* [WHAT THE EXERCISE ASKS]
Please quote exactly the lines below from the line containing "use std::fs;" to the line containing "assert!(matches!(error, Error::InvalidTemplatesDir(_)));", both lines included, and nothing else.

++++ LISTED ENTRIES ++++

//! Building blocks shared by the OpenAPI 2, 3 and 3.1 vocabularies.

// Internal imports (std, crate)
use crate::normalize::{CustomSerializable, Node, Normalize, Normalizer, Raw};

// External imports (alphabetized)
use serde_json::Map;

/// A `$ref` pointer.
///
/// `summary` and `description` are only written when set; they are part of
/// the OpenAPI 3.1 reference object.
#[derive(Debug, Clone, Default, PartialEq)]
pub struct Reference {
    pub ref_: String,
    pub summary: Option<String>,
    pub description: Option<String>,
}

impl Reference {
    pub fn new<S: Into<String>>(ref_: S) -> Self {
        Self {
            ref_: ref_.into(),
            ..Default::default()
        }
    }

    pub fn with_summary<S: Into<String>>(mut self, summary: S) -> Self {
        self.summary = Some(summary.into());
        self
    }

    pub fn with_description<S: Into<String>>(mut self, description: S) -> Self {
        self.description = Some(description.into());
        self
    }
}

impl CustomSerializable for Reference {
    fn to_wire_form(&self, _normalizer: &Normalizer) -> Node {
        let mut data = Map::new();
        data.insert("$ref".to_string(), Node::String(self.ref_.clone()));
        for (key, value) in [("summary", &self.summary), ("description", &self.description)] {
            if let Some(value) = value.as_deref().filter(|value| !value.is_empty()) {
                data.insert(key.to_string(), Node::String(value.to_string()));
            }
        }
        Node::Object(data)
    }
}

impl Normalize for Reference {
    fn raw(&self) -> Raw<'_> {
        Raw::Custom(self)
    }
}

/// Either an inline element or a reference to one.
#[derive(Debug, Clone, PartialEq)]
pub enum RefOr<T> {
    Ref(Reference),
    Item(T),
}

impl<T> RefOr<T> {
    pub fn item(value: T) -> Self {
        Self::Item(value)
    }

    pub fn reference<S: Into<String>>(ref_: S) -> Self {
        Self::Ref(Reference::new(ref_))
    }

    pub fn as_item(&self) -> Option<&T> {
        match self {
            Self::Item(value) => Some(value),
            Self::Ref(_) => None,
        }
    }
}

impl<T: Normalize> Normalize for RefOr<T> {
    fn raw(&self) -> Raw<'_> {
        match self {
            Self::Ref(reference) => reference.raw(),
            Self::Item(value) => value.raw(),
        }
    }
}

/// A value that is either a known enumeration member or free text.
///
/// Used for schema types and formats, where documents often carry values
/// outside the enumerated ones.
#[derive(Debug, Clone, PartialEq, Eq)]
pub enum Named<E> {
    Known(E),
    Other(String),
}

impl<E> Named<E> {
    pub fn other<S: Into<String>>(value: S) -> Self {
        Self::Other(value.into())
    }
}

impl<E> From<E> for Named<E> {
    fn from(value: E) -> Self {
        Self::Known(value)
    }
}

impl<E: Normalize> Normalize for Named<E> {
    fn raw(&self) -> Raw<'_> {
        match self {
            Self::Known(value) => value.raw(),
            Self::Other(value) => value.raw(),
        }
    }
}
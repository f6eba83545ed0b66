//! Tera templates of the output styles.
//!
//! Every style has a `layout.html` entry template and may include partials
//! (`partial/info.html`, ...). A custom templates directory can replace any of
//! them.

pub mod builtin;
pub mod dir;
pub mod style;
pub mod writer;

pub use dir::*;
pub use style::*;
pub use writer::*;
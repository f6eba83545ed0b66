//! Error handling for the OpenAPI Documentation library.
//!
//! This module defines the main error type `Error` used throughout the library,
//! along with a convenient `Result` type alias. It uses `thiserror` for easy
//! error handling and implements conversions from common error types.
//!
//! # Examples
//!
//! ```
//! use openapidocs_core::error::{Error, Result};
//!
//! fn might_fail() -> Result<()> {
//!     // Operations that might fail...
//!     Ok(())
//! }
//! ```

use std::path::PathBuf;

use thiserror::Error;

/// Result type for OpenAPI Documentation operations
pub type Result<T> = std::result::Result<T, Error>;

/// Main error type for OpenAPI Documentation operations
#[derive(Debug, Error)]
pub enum Error {
    /// I/O error
    #[error("I/O error: {0}")]
    Io(#[from] std::io::Error),

    /// YAML parsing error
    #[error("YAML parsing error: {0}")]
    Yaml(#[from] serde_yaml::Error),

    /// JSON parsing error
    #[error("JSON parsing error: {0}")]
    Json(#[from] serde_json::Error),

    /// Template engine error
    #[error("Template engine error: {0}")]
    Tera(#[from] tera::Error),

    /// Template error
    #[error("Template error: {0}")]
    Template(String),

    /// Configuration error
    #[error("Configuration error: {0}")]
    Config(String),

    /// The source is neither an existing file nor an HTTP(S) URL
    #[error("Invalid source: it must be either a path to a .json or .yaml file, or a valid URL.")]
    InvalidSource(String),

    /// The source path exists, but it is not a file
    #[error("The given path is not a file path: {}", .0.display())]
    NotAFile(PathBuf),

    /// The source file has an extension that cannot be read
    #[error("Unsupported source file: {}", .0.display())]
    UnsupportedSource(PathBuf),

    /// The loaded document is not a mapping
    #[error("Invalid OpenAPI document: {0}")]
    InvalidDocument(String),

    /// Content fetched from a URL is neither JSON nor YAML
    #[error("Could not load a valid JSON or YAML file from the given URL: {0}")]
    SourceFormat(String),

    /// An HTTP request failed or returned a status that does not indicate success
    #[error("Failed request: {message}")]
    FailedRequest {
        message: String,
        #[source]
        source: Option<reqwest::Error>,
    },

    /// A path inside a document crosses a value that is not a mapping
    #[error("Invalid sub-path: {path:?}")]
    InvalidSubPath { path: Vec<String> },

    /// A `$ref` pointing to another file could not be found
    #[error("Cannot resolve the $ref source {reference} Tried to read from path: {}", .attempted_path.display())]
    ReferencedFileNotFound {
        reference: String,
        attempted_path: PathBuf,
    },

    /// Unknown output style
    #[error("Invalid style: {0}")]
    InvalidStyle(String),

    /// A custom templates directory is missing or is not a directory
    #[error("Invalid templates directory: {0}")]
    InvalidTemplatesDir(String),

    /// The serializer received a value that has no record shape
    #[error("Unsupported value: {0}")]
    UnsupportedValue(String),

    /// A link cannot be produced from an empty value
    #[error("Invalid link value: {0:?}")]
    InvalidLink(String),
}

impl Error {
    /// Create a new configuration error
    pub fn config<S: Into<String>>(msg: S) -> Self {
        Self::Config(msg.into())
    }

    /// Create a new template error
    pub fn template<S: Into<String>>(msg: S) -> Self {
        Self::Template(msg.into())
    }

    /// Create a new failed request error without an underlying transport error
    pub fn failed_request<S: Into<String>>(msg: S) -> Self {
        Self::FailedRequest {
            message: msg.into(),
            source: None,
        }
    }

    /// Returns true for errors caused by invalid input given by the user, as
    /// opposed to failures of the environment or bugs.
    pub fn is_user_error(&self) -> bool {
        matches!(
            self,
            Self::InvalidSource(_)
                | Self::NotAFile(_)
                | Self::UnsupportedSource(_)
                | Self::InvalidDocument(_)
                | Self::InvalidStyle(_)
                | Self::InvalidTemplatesDir(_)
                | Self::InvalidSubPath { .. }
                | Self::InvalidLink(_)
                | Self::Config(_)
        )
    }
}
//! Custom templates directories.
//!
//! A custom directory mirrors the layout of the built-in templates of a style
//! (`layout.html`, `partial/info.html`, ...). Templates found there replace the
//! built-in ones with the same name; the others keep their built-in version.

use std::path::{Path, PathBuf};

use crate::error::{Error, Result};

/// A validated directory of custom templates
#[derive(Debug, Clone, PartialEq, Eq)]
pub struct TemplatesDir {
    root_dir: PathBuf,
}

impl TemplatesDir {
    /// Validates that `dir` exists and is a directory
    pub fn new<P: AsRef<Path>>(dir: P) -> Result<Self> {
        let dir = dir.as_ref();
        if !dir.exists() {
            return Err(Error::InvalidTemplatesDir(format!(
                "the templates directory {} does not exist",
                dir.display()
            )));
        }
        if !dir.is_dir() {
            return Err(Error::InvalidTemplatesDir(format!(
                "the templates path {} is not a directory",
                dir.display()
            )));
        }
        Ok(Self {
            root_dir: dir.to_path_buf(),
        })
    }

    pub fn root_dir(&self) -> &Path {
        &self.root_dir
    }

    /// Lists the template files, each with its name relative to the root
    /// directory (always with `/` separators).
    pub fn templates(&self) -> Result<Vec<(PathBuf, String)>> {
        let mut found = Vec::new();
        collect_files(&self.root_dir, &self.root_dir, &mut found)?;
        found.sort_by(|a, b| a.1.cmp(&b.1));
        Ok(found)
    }
}

fn collect_files(root: &Path, dir: &Path, found: &mut Vec<(PathBuf, String)>) -> Result<()> {
    for entry in std::fs::read_dir(dir)? {
        let path = entry?.path();
        if path.is_dir() {
            collect_files(root, &path, found)?;
            continue;
        }
        let Ok(relative) = path.strip_prefix(root) else {
            continue;
        };
        let name = relative
            .components()
            .map(|c| c.as_os_str().to_string_lossy())
            .collect::<Vec<_>>()
            .join("/");
        found.push((path, name));
    }
    Ok(())
}

#[cfg(test)]
mod tests {
    use super::*;
    use std::fs;
    use tempfile::tempdir;

    #[test]
    fn test_missing_directory() {
        let dir = tempdir().unwrap();
        let error = TemplatesDir::new(dir.path().join("nope")).unwrap_err();
        assert!(matches!(error, Error::InvalidTemplatesDir(_)));
        assert!(error.to_string().contains("does not exist"));
    }

    #[test]
    fn test_file_is_not_a_directory() {
        let dir = tempdir().unwrap();
        let file = dir.path().join("layout.html");
        fs::write(&file, "").unwrap();
        let error = TemplatesDir::new(&file).unwrap_err();
        assert!(error.to_string().contains("is not a directory"));
    }

    #[test]
    fn test_templates_are_listed_with_relative_names() {
        let dir = tempdir().unwrap();
        fs::create_dir(dir.path().join("partial")).unwrap();
        fs::write(dir.path().join("layout.html"), "layout").unwrap();
        fs::write(dir.path().join("partial").join("info.html"), "info").unwrap();

        let templates = TemplatesDir::new(dir.path()).unwrap().templates().unwrap();
        let names: Vec<&str> = templates.iter().map(|(_, name)| name.as_str()).collect();
        assert_eq!(names, vec!["layout.html", "partial/info.html"]);
    }

    #[test]
    fn test_empty_directory() {
        let dir = tempdir().unwrap();
        let templates = TemplatesDir::new(dir.path()).unwrap().templates().unwrap();
        assert!(templates.is_empty());
    }
}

++++

* [ANSWER BELOW]
    use std::fs;
    use tempfile::tempdir;

    #[test]
    fn test_missing_directory() {
        let dir = tempdir().unwrap();
        let error = TemplatesDir::new(dir.path().join("nope")).unwrap_err();
        assert!(matches!(error, Error::InvalidTemplatesDir(_)));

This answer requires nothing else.